# Required work:
Whenever a line below includes "dimensions", add it to the tally, then give the total and nothing more.

# Provided entries:

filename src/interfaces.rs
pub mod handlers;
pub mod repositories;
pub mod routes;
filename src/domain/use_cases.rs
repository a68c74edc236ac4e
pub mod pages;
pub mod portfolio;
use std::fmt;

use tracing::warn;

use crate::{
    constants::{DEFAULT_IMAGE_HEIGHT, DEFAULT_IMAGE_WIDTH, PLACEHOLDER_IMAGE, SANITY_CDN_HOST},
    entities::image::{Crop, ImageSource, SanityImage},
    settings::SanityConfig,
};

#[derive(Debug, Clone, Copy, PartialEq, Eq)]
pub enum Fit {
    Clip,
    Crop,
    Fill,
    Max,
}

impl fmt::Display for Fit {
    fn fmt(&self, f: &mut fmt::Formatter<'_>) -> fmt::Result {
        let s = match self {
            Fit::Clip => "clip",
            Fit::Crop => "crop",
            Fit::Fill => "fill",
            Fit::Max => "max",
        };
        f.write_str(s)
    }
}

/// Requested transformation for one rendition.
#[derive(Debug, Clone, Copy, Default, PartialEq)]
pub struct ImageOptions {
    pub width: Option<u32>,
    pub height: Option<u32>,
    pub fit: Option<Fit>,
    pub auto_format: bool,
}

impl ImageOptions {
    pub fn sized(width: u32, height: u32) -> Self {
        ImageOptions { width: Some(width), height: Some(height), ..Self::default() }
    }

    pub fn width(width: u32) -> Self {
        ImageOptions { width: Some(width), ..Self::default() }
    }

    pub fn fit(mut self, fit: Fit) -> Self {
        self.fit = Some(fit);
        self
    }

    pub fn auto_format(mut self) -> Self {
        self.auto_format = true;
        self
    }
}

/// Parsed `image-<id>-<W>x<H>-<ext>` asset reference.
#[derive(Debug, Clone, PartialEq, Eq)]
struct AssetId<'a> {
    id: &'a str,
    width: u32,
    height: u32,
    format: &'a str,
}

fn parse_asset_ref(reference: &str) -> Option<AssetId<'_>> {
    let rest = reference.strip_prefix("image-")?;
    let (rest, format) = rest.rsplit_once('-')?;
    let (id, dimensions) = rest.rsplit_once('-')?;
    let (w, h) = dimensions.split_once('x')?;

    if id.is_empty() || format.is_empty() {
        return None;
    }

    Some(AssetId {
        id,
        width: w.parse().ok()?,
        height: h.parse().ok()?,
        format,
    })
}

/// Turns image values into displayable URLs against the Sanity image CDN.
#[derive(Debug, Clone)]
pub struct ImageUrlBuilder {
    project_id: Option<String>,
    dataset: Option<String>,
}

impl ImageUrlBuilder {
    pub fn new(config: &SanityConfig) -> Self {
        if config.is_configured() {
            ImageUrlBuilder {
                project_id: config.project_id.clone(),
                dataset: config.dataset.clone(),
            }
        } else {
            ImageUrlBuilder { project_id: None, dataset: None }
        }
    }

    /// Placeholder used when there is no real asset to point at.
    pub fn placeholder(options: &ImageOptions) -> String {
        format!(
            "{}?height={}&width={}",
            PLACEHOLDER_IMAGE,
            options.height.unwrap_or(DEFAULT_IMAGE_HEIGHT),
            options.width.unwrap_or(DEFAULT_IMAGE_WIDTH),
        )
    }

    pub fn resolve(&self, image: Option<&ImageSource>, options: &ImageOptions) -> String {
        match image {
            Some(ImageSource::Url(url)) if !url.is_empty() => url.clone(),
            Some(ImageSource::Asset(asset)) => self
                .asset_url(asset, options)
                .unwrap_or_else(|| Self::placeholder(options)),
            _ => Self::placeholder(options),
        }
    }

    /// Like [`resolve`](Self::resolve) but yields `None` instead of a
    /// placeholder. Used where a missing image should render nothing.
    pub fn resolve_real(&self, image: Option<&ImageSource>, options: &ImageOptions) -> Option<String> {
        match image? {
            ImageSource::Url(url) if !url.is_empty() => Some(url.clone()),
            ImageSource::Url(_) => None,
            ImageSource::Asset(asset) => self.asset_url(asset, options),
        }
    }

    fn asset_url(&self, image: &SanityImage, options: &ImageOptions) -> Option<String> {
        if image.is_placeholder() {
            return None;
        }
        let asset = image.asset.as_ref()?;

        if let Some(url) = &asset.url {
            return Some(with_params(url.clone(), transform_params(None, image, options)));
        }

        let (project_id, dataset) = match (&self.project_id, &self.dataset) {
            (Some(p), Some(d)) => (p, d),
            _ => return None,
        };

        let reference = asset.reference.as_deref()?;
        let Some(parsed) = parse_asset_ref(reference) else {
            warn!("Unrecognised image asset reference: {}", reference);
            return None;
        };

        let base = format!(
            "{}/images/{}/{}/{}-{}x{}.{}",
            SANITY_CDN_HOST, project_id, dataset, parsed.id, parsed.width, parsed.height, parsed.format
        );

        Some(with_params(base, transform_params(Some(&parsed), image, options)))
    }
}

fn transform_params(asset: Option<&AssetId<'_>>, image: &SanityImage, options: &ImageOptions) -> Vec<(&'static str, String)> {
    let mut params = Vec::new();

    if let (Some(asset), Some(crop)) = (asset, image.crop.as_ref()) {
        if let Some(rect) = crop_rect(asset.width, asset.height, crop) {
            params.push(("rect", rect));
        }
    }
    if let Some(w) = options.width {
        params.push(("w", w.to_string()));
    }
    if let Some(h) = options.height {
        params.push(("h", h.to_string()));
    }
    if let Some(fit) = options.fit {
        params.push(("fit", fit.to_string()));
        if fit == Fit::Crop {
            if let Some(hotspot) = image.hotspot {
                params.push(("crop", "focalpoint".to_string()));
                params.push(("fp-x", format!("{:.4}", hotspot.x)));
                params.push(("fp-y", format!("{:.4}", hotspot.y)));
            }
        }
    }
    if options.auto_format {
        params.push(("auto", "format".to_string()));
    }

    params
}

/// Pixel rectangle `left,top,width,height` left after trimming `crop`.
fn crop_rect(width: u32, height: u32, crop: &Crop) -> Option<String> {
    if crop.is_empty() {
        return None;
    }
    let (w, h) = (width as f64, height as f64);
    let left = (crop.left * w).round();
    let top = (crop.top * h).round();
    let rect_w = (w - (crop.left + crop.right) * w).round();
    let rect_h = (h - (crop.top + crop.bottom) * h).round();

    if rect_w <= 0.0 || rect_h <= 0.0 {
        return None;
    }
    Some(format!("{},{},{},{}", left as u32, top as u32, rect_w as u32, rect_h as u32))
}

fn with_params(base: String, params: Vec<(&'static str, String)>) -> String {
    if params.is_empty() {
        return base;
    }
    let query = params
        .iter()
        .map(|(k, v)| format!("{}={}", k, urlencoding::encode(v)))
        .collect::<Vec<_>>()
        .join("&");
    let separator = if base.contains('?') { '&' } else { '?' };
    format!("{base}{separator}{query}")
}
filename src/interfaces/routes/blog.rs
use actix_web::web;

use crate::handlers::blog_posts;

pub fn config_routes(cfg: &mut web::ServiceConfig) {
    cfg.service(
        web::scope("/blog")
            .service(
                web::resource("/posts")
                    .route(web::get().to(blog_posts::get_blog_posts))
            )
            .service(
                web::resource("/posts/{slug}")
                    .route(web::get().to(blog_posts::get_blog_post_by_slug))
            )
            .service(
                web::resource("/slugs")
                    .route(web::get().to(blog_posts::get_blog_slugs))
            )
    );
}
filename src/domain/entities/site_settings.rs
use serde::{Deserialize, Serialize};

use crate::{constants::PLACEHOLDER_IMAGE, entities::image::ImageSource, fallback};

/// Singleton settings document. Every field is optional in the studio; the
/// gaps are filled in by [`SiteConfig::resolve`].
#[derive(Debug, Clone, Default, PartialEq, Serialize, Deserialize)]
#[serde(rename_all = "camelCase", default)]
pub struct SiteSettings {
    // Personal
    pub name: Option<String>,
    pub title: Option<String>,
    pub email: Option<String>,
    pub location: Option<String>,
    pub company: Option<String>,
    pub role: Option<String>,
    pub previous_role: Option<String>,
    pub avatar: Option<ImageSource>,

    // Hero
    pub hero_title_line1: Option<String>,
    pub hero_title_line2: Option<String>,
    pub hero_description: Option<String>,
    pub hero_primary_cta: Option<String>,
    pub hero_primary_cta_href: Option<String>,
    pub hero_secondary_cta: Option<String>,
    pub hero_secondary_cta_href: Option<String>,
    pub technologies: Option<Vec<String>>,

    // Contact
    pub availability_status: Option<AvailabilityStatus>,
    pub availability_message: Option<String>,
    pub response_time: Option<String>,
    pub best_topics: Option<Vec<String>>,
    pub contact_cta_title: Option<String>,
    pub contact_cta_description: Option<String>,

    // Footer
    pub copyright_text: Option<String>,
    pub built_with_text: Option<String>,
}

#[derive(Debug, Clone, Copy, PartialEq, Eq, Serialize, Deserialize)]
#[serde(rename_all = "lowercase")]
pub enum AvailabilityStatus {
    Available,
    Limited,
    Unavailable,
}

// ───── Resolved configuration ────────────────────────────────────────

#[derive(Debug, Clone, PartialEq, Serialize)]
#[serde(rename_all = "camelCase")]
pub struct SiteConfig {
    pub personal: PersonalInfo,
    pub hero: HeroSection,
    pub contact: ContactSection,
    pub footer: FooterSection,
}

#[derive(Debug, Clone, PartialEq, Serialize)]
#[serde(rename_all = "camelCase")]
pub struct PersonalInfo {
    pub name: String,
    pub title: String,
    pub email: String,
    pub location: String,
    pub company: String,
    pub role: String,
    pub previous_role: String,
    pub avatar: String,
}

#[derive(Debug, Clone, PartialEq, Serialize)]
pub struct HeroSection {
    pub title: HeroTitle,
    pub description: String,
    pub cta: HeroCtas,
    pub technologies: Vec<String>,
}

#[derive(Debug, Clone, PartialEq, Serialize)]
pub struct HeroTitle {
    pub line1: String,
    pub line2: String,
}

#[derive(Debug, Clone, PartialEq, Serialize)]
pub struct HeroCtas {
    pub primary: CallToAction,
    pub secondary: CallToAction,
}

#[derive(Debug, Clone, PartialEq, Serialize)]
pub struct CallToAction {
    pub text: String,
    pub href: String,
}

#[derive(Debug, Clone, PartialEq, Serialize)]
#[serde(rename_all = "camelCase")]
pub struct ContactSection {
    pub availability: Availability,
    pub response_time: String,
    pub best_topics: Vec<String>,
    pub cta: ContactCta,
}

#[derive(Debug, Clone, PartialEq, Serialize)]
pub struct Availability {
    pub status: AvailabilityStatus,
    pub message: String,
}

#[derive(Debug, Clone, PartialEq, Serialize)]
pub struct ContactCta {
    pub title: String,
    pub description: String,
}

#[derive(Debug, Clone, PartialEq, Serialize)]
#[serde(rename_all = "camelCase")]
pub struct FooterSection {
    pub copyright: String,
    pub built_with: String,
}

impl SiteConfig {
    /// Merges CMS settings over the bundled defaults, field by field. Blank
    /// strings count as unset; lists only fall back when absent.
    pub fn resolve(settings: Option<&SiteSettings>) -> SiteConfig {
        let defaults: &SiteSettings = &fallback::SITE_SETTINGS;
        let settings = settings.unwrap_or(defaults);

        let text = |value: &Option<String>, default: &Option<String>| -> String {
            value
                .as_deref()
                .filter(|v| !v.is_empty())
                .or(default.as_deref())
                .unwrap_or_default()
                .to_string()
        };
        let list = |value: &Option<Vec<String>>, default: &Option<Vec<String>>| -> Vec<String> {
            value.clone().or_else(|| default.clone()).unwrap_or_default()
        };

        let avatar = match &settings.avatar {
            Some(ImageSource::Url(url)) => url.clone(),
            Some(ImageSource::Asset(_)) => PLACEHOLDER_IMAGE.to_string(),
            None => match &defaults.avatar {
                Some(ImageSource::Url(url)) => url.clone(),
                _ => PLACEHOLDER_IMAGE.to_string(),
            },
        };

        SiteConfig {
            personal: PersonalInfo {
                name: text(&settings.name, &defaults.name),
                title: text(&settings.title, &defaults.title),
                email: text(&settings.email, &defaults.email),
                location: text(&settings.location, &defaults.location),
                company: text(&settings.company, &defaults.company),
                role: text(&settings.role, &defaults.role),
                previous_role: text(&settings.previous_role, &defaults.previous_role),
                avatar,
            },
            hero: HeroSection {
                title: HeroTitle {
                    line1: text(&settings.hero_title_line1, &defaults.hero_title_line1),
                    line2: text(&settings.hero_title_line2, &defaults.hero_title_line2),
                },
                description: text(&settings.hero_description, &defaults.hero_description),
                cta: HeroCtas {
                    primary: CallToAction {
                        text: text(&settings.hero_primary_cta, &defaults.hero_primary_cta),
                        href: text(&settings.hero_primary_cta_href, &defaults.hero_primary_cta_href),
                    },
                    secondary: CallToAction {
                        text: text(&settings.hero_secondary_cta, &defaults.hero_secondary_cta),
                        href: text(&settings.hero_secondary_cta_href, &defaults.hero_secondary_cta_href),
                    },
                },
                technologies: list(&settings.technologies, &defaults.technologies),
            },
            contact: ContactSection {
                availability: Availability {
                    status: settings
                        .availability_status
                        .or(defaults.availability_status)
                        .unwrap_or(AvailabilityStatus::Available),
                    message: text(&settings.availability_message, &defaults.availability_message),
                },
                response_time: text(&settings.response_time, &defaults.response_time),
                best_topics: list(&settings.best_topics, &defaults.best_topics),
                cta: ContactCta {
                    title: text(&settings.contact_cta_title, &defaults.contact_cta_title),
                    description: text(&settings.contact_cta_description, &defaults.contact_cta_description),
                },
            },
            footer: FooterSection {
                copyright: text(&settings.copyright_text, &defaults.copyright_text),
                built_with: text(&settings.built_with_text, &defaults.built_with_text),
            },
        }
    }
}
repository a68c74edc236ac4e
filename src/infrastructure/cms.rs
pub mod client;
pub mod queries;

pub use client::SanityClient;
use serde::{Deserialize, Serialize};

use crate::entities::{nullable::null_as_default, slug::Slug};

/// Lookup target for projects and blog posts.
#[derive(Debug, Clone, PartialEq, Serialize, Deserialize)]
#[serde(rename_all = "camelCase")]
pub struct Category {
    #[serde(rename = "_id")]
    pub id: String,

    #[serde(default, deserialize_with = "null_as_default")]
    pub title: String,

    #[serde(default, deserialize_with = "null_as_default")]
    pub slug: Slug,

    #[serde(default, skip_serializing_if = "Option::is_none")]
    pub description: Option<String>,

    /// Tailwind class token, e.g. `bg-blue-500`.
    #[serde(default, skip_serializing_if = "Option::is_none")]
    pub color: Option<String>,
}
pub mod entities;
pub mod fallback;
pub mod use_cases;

# Final answer:
2